Gina Haspel faces a confirmation hearing on Wednesday to become CIA director despite her record of supporting torture, which even the Pentagon admitted does not work, says Ray McGovern.
The Senate Intelligence Committee is scheduled on Wednesday to decide whether to recommend that Gina Haspel be confirmed as director of the Central Intelligence Agency. The mind boggles.
It is no secret that Haspel oversaw detainee torture, including waterboarding, at a CIA “black site” base in Thailand. The nonprofit National Security Archive, housed at The George Washington University, reports that Haspel later drafted a cable ordering the destruction of dozens of videotapes of torture sessions, including some from before her arrival. Haspel also helped feed repeated lies about the supposed effectiveness of torture to CIA superiors, Congress, and two presidents.
So how does President Donald Trump think he can get this nomination approved? It is a sad story. Polling shows that most Americans, including Catholics, have been persuaded by Hollywood films and TV series, other media, and Trump himself that torture works.
“Absolutely, I feel it works,” Trump told ABC News in January 2017.
Given the utilitarian tone dominating the discussion, I will first address whether there is any evidence that torture “works,” and then comment on the tendency to equivocate—in what one might call a jesuitical way—about the morality of torture.

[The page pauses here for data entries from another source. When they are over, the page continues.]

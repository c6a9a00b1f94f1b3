//! Mesh generation for voxel rendering.
//!
//! This module turns a [`VoxelGrid`] into triangle meshes by emitting only the block
//! faces that can actually be seen.
//!
//! # Face Culling
//!
//! For every solid block, each of its six neighbors is tested. A face is emitted only
//! when the neighbor on that side does not occlude it (air, void or water). A block
//! buried on all six sides contributes nothing; a floating block contributes all six.
//!
//! Water is simplified: every water block emits exactly its bottom face into a
//! separate stream, whatever its neighbors are.
//!
//! # Architecture
//! - [`MeshBuilder`]: walks the grid and decides which faces to emit
//! - [`Face`]: one visible side of one block, turned into four vertices
//! - [`MeshBuffer`]: accumulates faces and manages their GPU upload
//!
//! No vertex welding is done. Neighboring faces differ in normal and UV anyway.

use log::debug;
use web_time::Instant;

use crate::engine_state::voxels::{
    block::{BlockKind, BlockSide},
    grid::{NeighborLookup, VoidNeighbors, VoxelGrid},
};

mod face;
mod mesh_buffer;

pub use face::Face;
pub use mesh_buffer::{MeshBuffer, MeshState};

/// Face counts produced by a single [`MeshBuilder::build`].
#[derive(Copy, Clone, Debug, Default, PartialEq, Eq)]
pub struct MeshStats {
    /// Faces appended to the terrain stream
    pub terrain_faces: usize,
    /// Faces appended to the water stream
    pub water_faces: usize,
}

impl MeshStats {
    /// Total number of faces emitted.
    pub fn total_faces(&self) -> usize {
        self.terrain_faces + self.water_faces
    }
}

/// Builds face-culled meshes from voxel grids.
///
/// Cells outside the grid are resolved through the `L` boundary policy.
#[derive(Clone, Debug, Default)]
pub struct MeshBuilder<L = VoidNeighbors> {
    neighbors: L,
}

impl MeshBuilder<VoidNeighbors> {
    /// Creates a builder for a chunk with nothing around it.
    pub fn new() -> Self {
        MeshBuilder {
            neighbors: VoidNeighbors,
        }
    }
}

impl<L: NeighborLookup> MeshBuilder<L> {
    /// Creates a builder that asks `neighbors` about cells beyond the grid.
    pub fn with_neighbors(neighbors: L) -> Self {
        MeshBuilder { neighbors }
    }

    /// Determines which faces of the block at `(i, j, k)` are exposed.
    ///
    /// # Returns
    /// An array of 6 booleans in `BlockSide` order, `true` where the neighbor on that
    /// side does not occlude.
    pub fn exposed_sides(&self, grid: &VoxelGrid, i: i32, j: i32, k: i32) -> [bool; 6] {
        BlockSide::all().map(|side| {
            let step = side.offset();
            !grid.is_occluding_at(&self.neighbors, i + step.x, j + step.y, k + step.z)
        })
    }

    /// Appends the visible faces of `grid` to the two streams and marks both as built,
    /// even when no face was emitted.
    ///
    /// Nothing is cleared first. Call `clear` on both buffers before rebuilding, or
    /// the new faces are added after the old ones.
    ///
    /// # Arguments
    /// * `grid` - The grid to mesh
    /// * `terrain` - Receives the faces of solid blocks
    /// * `water` - Receives the faces of water blocks
    pub fn build(
        &self,
        grid: &VoxelGrid,
        terrain: &mut MeshBuffer,
        water: &mut MeshBuffer,
    ) -> MeshStats {
        let start = Instant::now();
        let mut stats = MeshStats::default();
        terrain.mark_built();
        water.mark_built();

        for k in 0..grid.size() as i32 {
            for j in 0..grid.height() as i32 {
                for i in 0..grid.size() as i32 {
                    match grid.get(i, j, k) {
                        BlockKind::Empty | BlockKind::Void => {}
                        BlockKind::Water => {
                            water.push_face(&Face::new(i, j, k, BlockSide::Bottom));
                            stats.water_faces += 1;
                        }
                        BlockKind::Grass => {
                            let exposed = self.exposed_sides(grid, i, j, k);
                            for side in BlockSide::all() {
                                if exposed[side as usize] {
                                    terrain.push_face(&Face::new(i, j, k, side));
                                    stats.terrain_faces += 1;
                                }
                            }
                        }
                    }
                }
            }
        }

        debug!(
            "Meshed {} terrain and {} water faces in {:?}",
            stats.terrain_faces,
            stats.water_faces,
            start.elapsed()
        );
        stats
    }
}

I must, however, point out upfront that the civilized world has long since decided that torture is intrinsically evil: always wrong. It is also against international and domestic law, of course. But torture is not wrong because it is illegal. It is the other way around. Torture is illegal because it is just flat wrong—always.
Coercing False ‘Intelligence’
On Sept. 6, 2006, Gen. John Kimmons, then the Army deputy chief of staff for intelligence, chose to address this issue publicly at a Pentagon press conference just one hour before he knew that President George W. Bush would publicly extol the virtues of torture methods that became known as “enhanced interrogation techniques.” Gen.l Kimmons said,
“No good intelligence is going to come from abusive practices. I think history tells us that. I think the empirical evidence of the last five years—hard years—tell us that.”

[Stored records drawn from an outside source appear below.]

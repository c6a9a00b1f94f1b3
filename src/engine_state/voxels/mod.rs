//! # Voxel Core
//!
//! This module contains everything between a noise seed and a meshed chunk.
//!
//! ## Architecture
//!
//! * **Block**: the kinds a cell can hold and the six sides of a cube
//! * **Grid**: dense, bounds-safe storage of block kinds
//! * **Noise Source**: the 2D noise capability generation depends on
//! * **Terrain**: heightmap generation from noise into a grid
//! * **Chunk**: a grid plus its terrain and water meshes
//! * **World**: the session owning the noise, the generator and the chunk
//!
//! ## Data Flow
//!
//! 1. `World::new` seeds the noise and creates the generator
//! 2. `Chunk::new` generates the grid and meshes it
//! 3. `Chunk::upload` hands the meshes to a renderer
//! 4. `Chunk::render` draws them every frame
//!
//! ## Threading
//!
//! Everything here runs synchronously on the calling thread. Uploading and drawing
//! must happen on the thread that owns the graphics context.

pub mod block;
pub mod chunk;
pub mod grid;
pub mod noise_source;
pub mod terrain;
pub mod world;
//! Static demo data for when the backend is unreachable.
//!
//! Callers substitute this explicitly and must label it as demo output
//! (see `Observation`); the HTTP client itself never synthesizes data.

use crate::models::Prediction;

/// Illustrative prediction record, not derived from any model.
#[must_use]
pub fn demo_prediction() -> Prediction {
    Prediction {
        pm25_prediction: 42.5,
        aqi: 128,
        aqi_category: "Moderate".to_string(),
        explanation: vec![
            "PM10 increased PM2.5 by +1.23".to_string(),
            "Humidity reduced PM2.5 by -0.85".to_string(),
            "CO increased PM2.5 by +0.42".to_string(),
            "NOx increased PM2.5 by +0.38".to_string(),
            "Ozone reduced PM2.5 by -0.22".to_string(),
        ],
    }
}

#[cfg(test)]
mod tests {
    use super::*;

    #[test]
    fn test_demo_prediction_values() {
        let demo = demo_prediction();
        assert!((demo.pm25_prediction - 42.5).abs() < f64::EPSILON);
        assert_eq!(demo.aqi, 128);
        assert_eq!(demo.aqi_category, "Moderate");
        assert_eq!(demo.explanation.len(), 5);
    }
}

Here is the exception, however: Torture can “work” like a charm when interrogators are told to coerce false “intelligence” that can be used, for example, to start a war.

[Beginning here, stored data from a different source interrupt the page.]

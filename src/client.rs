//! HTTP client for the PM2.5 prediction backend.
//!
//! Thin blocking wrapper over reqwest with rustls: one request per call,
//! no retry, no backoff. Transport and application failures normalize to
//! a single error carrying a best-effort message.

use std::time::Duration;

use reqwest::blocking::{Client, Response};
use serde_json::Value;
use tracing::{debug, instrument};

use crate::errors::AqicastError;
use crate::models::{ChatReply, Prediction, PredictionRequest, SensorSnapshot, Station, StationReading};

/// Prediction API timeout in seconds.
const API_TIMEOUT_SECS: u64 = 15;

/// Chatbot timeout in seconds (intent classification is slower).
const CHATBOT_TIMEOUT_SECS: u64 = 30;

/// User agent string for API requests.
const USER_AGENT: &str = concat!("aqicast/", env!("CARGO_PKG_VERSION"));

/// Default backend base URL; overridable via settings or `--api-url`.
pub const DEFAULT_BASE_URL: &str = "http://127.0.0.1:8000";

/// Client for the prediction backend.
pub struct ApiClient {
    api: Client,
    chat: Client,
    base_url: String,
}

impl ApiClient {
    /// Create a client against the default base URL.
    ///
    /// # Errors
    ///
    /// Returns an error if the HTTP client cannot be initialized.
    pub fn new() -> Result<Self, AqicastError> {
        Self::with_base_url(DEFAULT_BASE_URL)
    }

    /// Create a client against a specific base URL.
    ///
    /// # Errors
    ///
    /// Returns an error if the HTTP client cannot be initialized.
    pub fn with_base_url(base_url: &str) -> Result<Self, AqicastError> {
        let api = Client::builder()
            .timeout(Duration::from_secs(API_TIMEOUT_SECS))
            .user_agent(USER_AGENT)
            .build()?;

        let chat = Client::builder()
            .timeout(Duration::from_secs(CHATBOT_TIMEOUT_SECS))
            .user_agent(USER_AGENT)
            .build()?;

        Ok(Self {
            api,
            chat,
            base_url: base_url.trim_end_matches('/').to_string(),
        })
    }

    /// Submit a sensor-feature payload for prediction.
    ///
    /// # Errors
    ///
    /// Returns an error if the request fails or the response cannot be parsed.
    #[instrument(skip(self, request))]
    pub fn predict(&self, request: &PredictionRequest) -> Result<Prediction, AqicastError> {
        let url = format!("{}/predict", self.base_url);
        debug!("posting prediction request to {}", url);

        let response = self.api.post(&url).json(request).send()?;
        let value = screen_response(response)?;

        Ok(serde_json::from_value(value)?)
    }

    /// Fetch the latest sensor snapshot for a station.
    ///
    /// # Errors
    ///
    /// Returns an error if the request fails or the response cannot be parsed.
    #[instrument(skip(self), fields(station = station.as_str()))]
    pub fn fetch_latest(&self, station: Station) -> Result<SensorSnapshot, AqicastError> {
        let url = format!("{}/latest", self.base_url);
        debug!("fetching latest snapshot from {}", url);

        let response = self
            .api
            .get(&url)
            .query(&[("station_id", station.as_str())])
            .send()?;
        let value = screen_response(response)?;

        Ok(serde_json::from_value(value)?)
    }

    /// Fetch the cross-station comparison.
    ///
    /// # Errors
    ///
    /// Returns an error if the request fails or the response cannot be parsed.
    #[instrument(skip(self))]
    pub fn fetch_comparison(&self) -> Result<Vec<StationReading>, AqicastError> {
        let url = format!("{}/comparison", self.base_url);
        debug!("fetching comparison from {}", url);

        let response = self.api.get(&url).send()?;
        let value = screen_response(response)?;

        let rows: Vec<StationReading> = serde_json::from_value(value)?;
        debug!("fetched {} station readings", rows.len());
        Ok(rows)
    }

    /// Send a free-text query to the chatbot.
    ///
    /// # Errors
    ///
    /// Returns an error if the request fails or the response cannot be parsed.
    #[instrument(skip(self, query))]
    pub fn chatbot_query(
        &self,
        query: &str,
        station: Option<Station>,
    ) -> Result<ChatReply, AqicastError> {
        let url = format!("{}/chatbot/query", self.base_url);
        debug!("posting chatbot query to {}", url);

        let mut request = self.chat.post(&url).query(&[("query", query)]);
        if let Some(station) = station {
            request = request.query(&[("station_id", station.as_str())]);
        }

        let value = screen_response(request.send()?)?;
        Ok(serde_json::from_value(value)?)
    }
}

/// Normalize a response into a JSON value or a uniform failure.
///
/// Non-2xx statuses fail with the body's `detail`/`error` field when
/// present. The backend also returns HTTP 200 bodies shaped
/// `{"error": ...}` for `/latest` and `/comparison` failures; those are
/// application failures too.
fn screen_response(response: Response) -> Result<Value, AqicastError> {
    let status = response.status();

    if !status.is_success() {
        let body = response.text().unwrap_or_default();
        return Err(AqicastError::Api {
            status: status.as_u16(),
            message: extract_error_message(&body),
        });
    }

    let value: Value = response.json()?;
    screen_error_body(value, status.as_u16())
}

/// Reject 2xx bodies that carry an embedded error field.
fn screen_error_body(value: Value, status: u16) -> Result<Value, AqicastError> {
    if let Some(message) = value.get("error").and_then(Value::as_str) {
        return Err(AqicastError::Api {
            status,
            message: message.to_string(),
        });
    }
    Ok(value)
}

/// Best-effort error message from a failure body.
///
/// Prefers the JSON `detail` field (FastAPI), then `error`, then the raw
/// body text.
fn extract_error_message(body: &str) -> String {
    if let Ok(value) = serde_json::from_str::<Value>(body) {
        for key in ["detail", "error"] {
            if let Some(message) = value.get(key).and_then(Value::as_str) {
                return message.to_string();
            }
        }
    }

    let trimmed = body.trim();
    if trimmed.is_empty() {
        "request failed".to_string()
    } else {
        trimmed.to_string()
    }
}

#[cfg(test)]
mod tests {
    use super::*;

    #[test]
    fn test_extract_error_message_prefers_detail() {
        let body = r#"{"detail": "No data for station Peenya"}"#;
        assert_eq!(extract_error_message(body), "No data for station Peenya");
    }

    #[test]
    fn test_extract_error_message_falls_back_to_error_field() {
        let body = r#"{"error": "No data available"}"#;
        assert_eq!(extract_error_message(body), "No data available");
    }

    #[test]
    fn test_extract_error_message_raw_body() {
        assert_eq!(extract_error_message("Internal Server Error"), "Internal Server Error");
        assert_eq!(extract_error_message(""), "request failed");
        assert_eq!(extract_error_message("   "), "request failed");
    }

    #[test]
    fn test_screen_error_body_rejects_embedded_error() {
        let value: Value = serde_json::from_str(r#"{"error": "No data available"}"#).unwrap();
        let result = screen_error_body(value, 200);

        match result {
            Err(AqicastError::Api { status, message }) => {
                assert_eq!(status, 200);
                assert_eq!(message, "No data available");
            }
            other => panic!("expected Api error, got {other:?}"),
        }
    }

    #[test]
    fn test_screen_error_body_passes_clean_payloads() {
        let object: Value = serde_json::from_str(r#"{"aqi": 128}"#).unwrap();
        assert!(screen_error_body(object, 200).is_ok());

        // Arrays (the comparison payload) have no error field to inspect.
        let array: Value = serde_json::from_str("[1, 2, 3]").unwrap();
        assert!(screen_error_body(array, 200).is_ok());
    }

    #[test]
    fn test_transport_failure_yields_nonempty_message() {
        // Port 9 (discard) is not listening; the request fails at connect.
        let client = ApiClient::with_base_url("http://127.0.0.1:9").unwrap();
        let result = client.fetch_comparison();

        match result {
            Err(error) => assert!(!error.to_string().is_empty()),
            Ok(_) => panic!("expected transport failure"),
        }
    }

    #[test]
    fn test_base_url_trailing_slash_trimmed() {
        let client = ApiClient::with_base_url("http://127.0.0.1:8000/").unwrap();
        assert_eq!(client.base_url, "http://127.0.0.1:8000");
    }
}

Army Colonel Lawrence Wilkerson, who was chief of staff to Secretary of State Colin Powell, has explained how his boss was
mousetrapped by CIA Director George Tenet and his deputy John McLaughlin as Col. Wilkerson was putting the final touches on Secretary Powell’s misbegotten speech on Iraq to the UN Security Council on Feb 5, 2003. Mr. Tenet used information he knew was from torture to mislead Powell into claiming there was a “sinister nexus” between Saddam Hussein and al-Qaeda.
According to Col. Wilkerson, Tenet did not tell Powell that this “intelligence” came from a source, Abu Yahya al-Libi, who had been “rendered” to and waterboarded by Egyptian intelligence. The Defense Intelligence Agency had officially pronounced unreliable what al-Libi had said, but Tenet never told Powell. Al-Libi then recanted less than a year later, admitting that he fabricated the story about Saddam and al-Qaeda in order to stop the torture.
‘Intrinsic Evil’
Those of us who attended Jesuit institutions decades ago were taught that there was a moral category called “intrinsic evil”—actions that were always wrong, including rape, slavery and torture. Sadly, at my alma mater Fordham University, torture seems to have slipped out of that well-defined moral category into a “gray world.”
Image on the right: Controversy on Rose Hill.
In spring 2012, graduating seniors who were aware of Homeland Security Advisor (and later CIA head) John Brennan’s checkered career strongly opposed the decision by Fordham’s president, Joseph M. McShane, S.J., to invite Brennan, who graduated from Fordham College in 1977, to give the university commencement address on the Bronx campus and be awarded—of all things—a doctorate of humane letters, honoris causa. Brennan was already on record defending “extraordinary rendition,” secret prisons abroad and “enhanced interrogation techniques.”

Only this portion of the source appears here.